Sexual experimentation and promiscuity may be relatively benign in the earlier stages of life, not accounting for unwanted pregnancies and so on.

The problems arise when we develop a pattern of behavior that is not truly in line with what we want and what is best for us in the long run.

Sex feels great—it is the most powerful bodily experience we can have and it is responsible for giving us all the gift of life. Like everything, sex needs to be seen and experienced in a higher context for it to be meaningful and fulfilling.

I have a friend who experienced so much pain and loss in monogamous relationships that he became polyamorous.
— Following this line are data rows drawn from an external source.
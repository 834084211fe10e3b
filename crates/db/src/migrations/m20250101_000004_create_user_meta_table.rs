//! Create user meta table migration.

use sea_orm_migration::prelude::*;

#[derive(DeriveMigrationName)]
pub struct Migration;

#[async_trait::async_trait]
impl MigrationTrait for Migration {
    async fn up(&self, manager: &SchemaManager) -> Result<(), DbErr> {
        manager
            .create_table(
                Table::create()
                    .table(UserMeta::Table)
                    .if_not_exists()
                    .col(
                        ColumnDef::new(UserMeta::Id)
                            .big_integer()
                            .not_null()
                            .auto_increment()
                            .primary_key(),
                    )
                    .col(ColumnDef::new(UserMeta::UserId).big_integer().not_null())
                    .col(ColumnDef::new(UserMeta::MetaKey).string_len(255).not_null())
                    .col(ColumnDef::new(UserMeta::MetaValue).text().not_null())
                    .to_owned(),
            )
            .await?;

        // Index: meta_key (paging through one key across users)
        manager
            .create_index(
                Index::create()
                    .name("idx_user_meta_key")
                    .table(UserMeta::Table)
                    .col(UserMeta::MetaKey)
                    .to_owned(),
            )
            .await?;

        manager
            .create_index(
                Index::create()
                    .name("idx_user_meta_user_key")
                    .table(UserMeta::Table)
                    .col(UserMeta::UserId)
                    .col(UserMeta::MetaKey)
                    .unique()
                    .to_owned(),
            )
            .await?;

        Ok(())
    }

    async fn down(&self, manager: &SchemaManager) -> Result<(), DbErr> {
        manager
            .drop_table(Table::drop().table(UserMeta::Table).to_owned())
            .await
    }
}

#[derive(Iden)]
enum UserMeta {
    Table,
    Id,
    UserId,
    MetaKey,
    MetaValue,
}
Committing deeply to one person is risky; many of us try to hedge our bets by not putting all our eggs in one basket.

Making love with one person over time provides the depth that is missing from polyamorous sexual encounters. Many people don't believe they can ever find the right person, so they compromise by having sexual experiences with different people for fear of the risks of developing true intimacy.
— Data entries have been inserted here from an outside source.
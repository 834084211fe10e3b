//! Business logic services.

#![allow(missing_docs)]

pub mod emoji;
pub mod migration;
pub mod notification;
pub mod observer;
pub mod reaction;
pub mod registry;
pub mod settings;

pub use emoji::{Emoji, EmojiCatalog};
pub use migration::{
    LEGACY_FAVORITES_KEY, MigrationRunner, MigrationService, MigrationTask, QueuedTask,
    StepExecutor, TaskDescriptor, TaskQueue, TaskState,
};
pub use notification::{FormattedNotification, NotificationService};
pub use observer::{ActivityDeleted, ObserverHandle, ReactionAdded, ReactionObserver, ReactionRemoved};
pub use reaction::{
    ALL_REACTIONS_SCOPE, AddOptions, PopularActivity, REACTIONS_COUNT_KEY, ReactionService,
    ReactionState, ReactionStates, activity_permalink,
};
pub use registry::{
    ActionFormat, FAVORITE, LIKE, NotificationTexts, ReactionConfig, ReactionRegistry,
    ReactionType, RegistryOptions,
};
pub use settings::{ReactionSettings, SettingsService, SubnavItem, profile_subnav};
True sexuality opens us up to face everything about ourselves and our partner. There is no hiding from our shadow when we are truly vulnerable and intimate with someone over time.
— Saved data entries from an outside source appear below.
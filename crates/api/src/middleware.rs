//! API middleware.

#![allow(missing_docs)]

use std::sync::Arc;

use axum::{
    body::Body,
    extract::State,
    http::{Request, header},
    middleware::Next,
    response::Response,
};
use reactions_common::{NonceAction, NonceSigner};
use reactions_core::{
    EmojiCatalog, MigrationService, NotificationService, ReactionService, SettingsService,
};
use reactions_db::repositories::UserRepository;

use crate::response::ApiFailure;

/// Application state.
#[derive(Clone)]
pub struct AppState {
    pub reaction_service: ReactionService,
    pub notification_service: Arc<NotificationService>,
    pub settings_service: SettingsService,
    pub migration_service: MigrationService,
    pub user_repo: UserRepository,
    pub nonces: NonceSigner,
    pub emojis: Arc<EmojiCatalog>,
    pub server_url: String,
}

impl AppState {
    /// Reject the request unless `nonce` was issued for `action` and `user_id`.
    pub fn verify_nonce(
        &self,
        nonce: &str,
        action: NonceAction,
        user_id: i64,
    ) -> Result<(), ApiFailure> {
        if !nonce.is_empty() && self.nonces.verify(nonce, action, user_id) {
            return Ok(());
        }

        tracing::debug!(action = action.as_str(), user_id, "Nonce rejected");
        Err(ApiFailure::not_allowed())
    }
}

/// Authentication middleware.
///
/// Resolves a `Bearer` token to its user and stores it in the request
/// extensions. Unknown tokens leave the request anonymous.
pub async fn auth_middleware(
    State(state): State<AppState>,
    mut req: Request<Body>,
    next: Next,
) -> Response {
    let token = req
        .headers()
        .get(header::AUTHORIZATION)
        .and_then(|v| v.to_str().ok())
        .and_then(|v| v.strip_prefix("Bearer "))
        .map(str::trim)
        .filter(|t| !t.is_empty())
        .map(ToOwned::to_owned);

    if let Some(token) = token {
        match state.user_repo.find_by_token(&token).await {
            Ok(Some(user)) => {
                req.extensions_mut().insert(user);
            }
            Ok(None) => tracing::debug!("Unknown API token"),
            Err(e) => tracing::warn!(error = %e, "Token lookup failed"),
        }
    }

    next.run(req).await
}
A quick romp can allow people to get off on each other without having to share the good, the bad, and the ugly of their whole being. A breadth of sexual partners will never open us to ourselves and to life in the way that the depth of our one true love is meant to do.

If the partner of our dreams is not yet in our lives, we have to treat ourselves as such. It is by truly loving and honouring ourselves that we can attract a partner with whom we can truly make love.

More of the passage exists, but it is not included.